10 enero 2006

Sólo dos (segundo)

La oficina tiene unas vistas magníficas a los tejados del barrio sucio. Ahora que el pintoresquismo tiñe de colores cursis la mala conciencia de los concejales, alcaldes y expertos en resucitación de ciudades muertas, Mateo Escandón siempre recalca el nombre señero con el que se distinguió la parte menos noble de la capital, la que vive a espaldas de la catedral nueva, entre el escaparate monumental y falso de los conventos rehabilitados y las avenidas edificadas sobre el raudo tren que se sumerge a su paso por la ciudad. La oficina es una buhardilla encaramada a un edificio que en tiempos vio el ferrocarril, y que nació con él de la mano de los maestros de obras que suplieron la falta de arquitectura con oficio y ladrillos rojos. Hábiles artesanos venidos de Cataluña que dotaron de habitáculos casi dignos a los recién llegados desde el campo a la ciudad, población que conoció algo de progreso en la segunda mitad del siglo diecinueve. Las esperanzas de desarrollo murieron en los casinos y en la compra de pisos para asegurarse un futuro de rentistas en vez de un prestigio como industriales o inversores. Años después hubo que pagar el precio de depender del automóvil, como una caricatura gris y falsa de Detroit y otras, sin blues ni negros ni grandes fortunas. La segunda primavera se calienta al sol del tren rápido que lleva a los viajeros de la ciudad castellana a la capital del Reino antes de lo que se necesita, en un viaje que tiene mucho de despojamiento de la identidad y poco de comunicación entre comunidades iguales.
Mateo Escandón se ducha tras repasar los daños, reducidos a una quemadura en los nudillos y un pálpito que se quitará bajo el chorro de agua caliente. Se afeita con cuidado, casi con mimo, mientras se pregunta cuánto pesarán los pelos que día tras día se quita de la cara. Mejor pensar en eso que en el coche amarillo.
Una llamada al inspector Echeverría, amigo desde los tiempos del instituto Espronceda. Lo ayudará a encontrar sentido al torpe intento de agresión que ha sufrido.

- José Luis.
- Hola, Mateo.
- Ocio o trabajo.
- Dentro de media hora, en el Carlos.
- Un poco más tarde, a las nueve.
- De acuerdo.

Mañana comienza el Carnaval.

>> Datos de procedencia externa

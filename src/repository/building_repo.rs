// ==========================================
// BuildingRepository - 建筑仓储
// ==========================================
// 职责: 管理 buildings 表的 CRUD 操作
// 契约: create / get / update_checklist / list
// 说明: 写入核心只动 checklist 列（整体快照替换）
// ==========================================

use std::sync::{Arc, Mutex};

use chrono::{DateTime, Utc};
use rusqlite::{params, Connection, OptionalExtension, Row};
use uuid::Uuid;

use crate::db::{init_schema, open_sqlite_connection};
use crate::domain::{Building, ChecklistRow, Coordinates, MaterialRow, NewBuilding};
use crate::repository::error::{RepositoryError, RepositoryResult};

/// 建筑仓储
pub struct BuildingRepository {
    conn: Arc<Mutex<Connection>>,
}

impl BuildingRepository {
    /// 创建新的 BuildingRepository 实例
    ///
    /// # 参数
    /// - db_path: 数据库文件路径
    pub fn new(db_path: &str) -> RepositoryResult<Self> {
        let conn = open_sqlite_connection(db_path)
            .map_err(|e| RepositoryError::DatabaseConnectionError(e.to_string()))?;
        init_schema(&conn)?;
        Ok(Self {
            conn: Arc::new(Mutex::new(conn)),
        })
    }

    /// 从已有连接创建仓储实例（测试/共享连接场景）
    pub fn from_connection(conn: Arc<Mutex<Connection>>) -> RepositoryResult<Self> {
        {
            let guard = conn
                .lock()
                .map_err(|e| RepositoryError::LockError(e.to_string()))?;
            init_schema(&guard)?;
        }
        Ok(Self { conn })
    }

    /// 获取数据库连接
    fn get_conn(&self) -> RepositoryResult<std::sync::MutexGuard<'_, Connection>> {
        self.conn
            .lock()
            .map_err(|e| RepositoryError::LockError(e.to_string()))
    }

    /// 创建建筑记录，分配不透明 id 与时间戳
    pub fn create(&self, building: NewBuilding) -> RepositoryResult<Building> {
        let now = Utc::now();
        let record = Building {
            id: format!("build-{}", Uuid::new_v4().simple()),
            name: building.name,
            coordinates: building.coordinates,
            schematic_file_name: building.schematic_file_name,
            materials_file_name: building.materials_file_name,
            screenshot_data_url: building.screenshot_data_url,
            materials: building.materials,
            checklist: None,
            created_at: now,
            updated_at: now,
        };

        let materials_json = serde_json::to_string(&record.materials)?;

        let conn = self.get_conn()?;
        conn.execute(
            r#"
            INSERT INTO buildings (
                id, name, coord_x, coord_y, coord_z,
                schematic_file_name, materials_file_name, screenshot_data_url,
                materials_json, checklist_json, created_at, updated_at
            ) VALUES (?1, ?2, ?3, ?4, ?5, ?6, ?7, ?8, ?9, NULL, ?10, ?11)
            "#,
            params![
                record.id,
                record.name,
                record.coordinates.x,
                record.coordinates.y,
                record.coordinates.z,
                record.schematic_file_name,
                record.materials_file_name,
                record.screenshot_data_url,
                materials_json,
                record.created_at.to_rfc3339(),
                record.updated_at.to_rfc3339(),
            ],
        )?;

        tracing::info!(building_id = %record.id, name = %record.name, "建筑记录已创建");
        Ok(record)
    }

    /// 按 id 查询建筑记录
    pub fn get(&self, id: &str) -> RepositoryResult<Option<Building>> {
        let conn = self.get_conn()?;
        let record = conn
            .query_row(
                r#"
                SELECT id, name, coord_x, coord_y, coord_z,
                       schematic_file_name, materials_file_name, screenshot_data_url,
                       materials_json, checklist_json, created_at, updated_at
                FROM buildings WHERE id = ?1
                "#,
                params![id],
                row_to_building,
            )
            .optional()?;

        match record {
            Some(result) => Ok(Some(result?)),
            None => Ok(None),
        }
    }

    /// 整体替换清单快照，推进 updated_at
    ///
    /// # 返回
    /// - Ok(Building): 更新后的完整记录
    /// - Err(NotFound): id 不存在
    pub fn update_checklist(
        &self,
        id: &str,
        checklist: &[ChecklistRow],
    ) -> RepositoryResult<Building> {
        let checklist_json = serde_json::to_string(checklist)?;
        let now = Utc::now();

        {
            let conn = self.get_conn()?;
            let affected = conn.execute(
                "UPDATE buildings SET checklist_json = ?1, updated_at = ?2 WHERE id = ?3",
                params![checklist_json, now.to_rfc3339(), id],
            )?;

            if affected == 0 {
                return Err(RepositoryError::NotFound {
                    entity: "Building".to_string(),
                    id: id.to_string(),
                });
            }
        }

        // 回读完整记录，保证调用方拿到的是落库后的事实
        self.get(id)?.ok_or_else(|| RepositoryError::NotFound {
            entity: "Building".to_string(),
            id: id.to_string(),
        })
    }

    /// 列出全部建筑记录（按创建时间倒序）
    pub fn list(&self) -> RepositoryResult<Vec<Building>> {
        let conn = self.get_conn()?;
        let mut stmt = conn.prepare(
            r#"
            SELECT id, name, coord_x, coord_y, coord_z,
                   schematic_file_name, materials_file_name, screenshot_data_url,
                   materials_json, checklist_json, created_at, updated_at
            FROM buildings ORDER BY created_at DESC
            "#,
        )?;

        let rows = stmt.query_map([], row_to_building)?;

        let mut buildings = Vec::new();
        for row in rows {
            buildings.push(row??);
        }
        Ok(buildings)
    }
}

/// 行映射：buildings 表一行 → Building
///
/// JSON 列的反序列化错误不能在 rusqlite 闭包里直接抛仓储错误，
/// 先以内层 Result 带出，由调用方展开。
fn row_to_building(row: &Row<'_>) -> rusqlite::Result<RepositoryResult<Building>> {
    let materials_json: String = row.get(8)?;
    let checklist_json: Option<String> = row.get(9)?;
    let created_at: String = row.get(10)?;
    let updated_at: String = row.get(11)?;

    let build = || -> RepositoryResult<Building> {
        let materials: Vec<MaterialRow> = serde_json::from_str(&materials_json)?;
        let checklist: Option<Vec<ChecklistRow>> = match checklist_json {
            Some(json) => Some(serde_json::from_str(&json)?),
            None => None,
        };

        Ok(Building {
            id: row.get(0)?,
            name: row.get(1)?,
            coordinates: Coordinates {
                x: row.get(2)?,
                y: row.get(3)?,
                z: row.get(4)?,
            },
            schematic_file_name: row.get(5)?,
            materials_file_name: row.get(6)?,
            screenshot_data_url: row.get(7)?,
            materials,
            checklist,
            created_at: parse_timestamp(&created_at)?,
            updated_at: parse_timestamp(&updated_at)?,
        })
    };

    Ok(build())
}

/// RFC3339 时间戳解析
fn parse_timestamp(value: &str) -> RepositoryResult<DateTime<Utc>> {
    DateTime::parse_from_rfc3339(value)
        .map(|dt| dt.with_timezone(&Utc))
        .map_err(|e| RepositoryError::SerializationError(format!("时间戳非法: {}", e)))
}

La climatología mesetaria sólo permite disfraces con forro, nada de veleidades caribeñas, salvo que haya termolactyl debajo de las faldas de rafia. También hay mucho alcohol alimentando las calderas de una falsa alegría plantada en medio de un mes de febrero agresivo, frío y cruel como ningún año.
Mateo recorre los lindes del barrio sucio camino del Carlos, un bar dedicado en exlusiva a las delicias de la carne de cerdo. Morro con tomate, torreznos patanegra, jijas y sobre todo, oreja rebozada como espuma. El cartílago queda deshecho por una fritura primorosa con aceite nuevo, siempre aceite nuevo. Como dice Carlos, sacerdote del fogón, nunca de la plancha, el que no se lo pueda pagar, que se haga notario. Asunto resuelto. Porque la oreja merece la pena.
Cuando Mateo entra en el local ya lo espera Echeverría, acodado en la esquina coqueta donde los bachilleres se meten mano en los recreos y los policías se confiesan con los amigos del instituto.

- Buenas.
- Buenas.
- Ya he pedido los torreznos.
- No puedo. Quedé a cenar con Ladislao. Tengo que hacerle gastar.
- Tú te lo pierdes. ¿Sigues pensando que no te vas a morir nunca?.
- No me toques los huevos.
- Dime.
- Hace un rato estuve entrenando con dos sparrings.
- No jodas. ¿Todo bien?.
- Sí, ellos no tanto.
- ¿Vas a denunciar?.
- No. Al menos de momento. Tengo preguntas.
- Vamos allá.
- Dos anormales peganiños. Veinteañeros. Amateurs. No pude verles la cara. Ropas de mentira, ya sabes, lycra china. Navaja y cadenas. Huyeron con un tercero en un coche tuneado. Amarillo, con un alerón con ribetes de fuego.
- ¿Drogados?.
- Puede. Miradas turbias. Pero olían a alcohol.
- Cosa extraña. Tenemos muchos problemas con los pastilleros, pero no suelen soplar. En este caso, si eran debutantes en palizas a personas mayores, quizá necesitaron autoarranque.
- No soy mayor.
- Bueno, dejémoslo en Crianza.
- Dame un rato. Te llamo más tarde.
- Gracias.

Mateo se levanta raudo, paga en la barra, le guiña el ojo a Carlos y repasa el culo de la última nínfula llegada al bar. Buenas nalgas, partes altas algo peor. Levanta la vista rozando el delito, sale a la calle y enfila la ruta que lo lleva al Museo.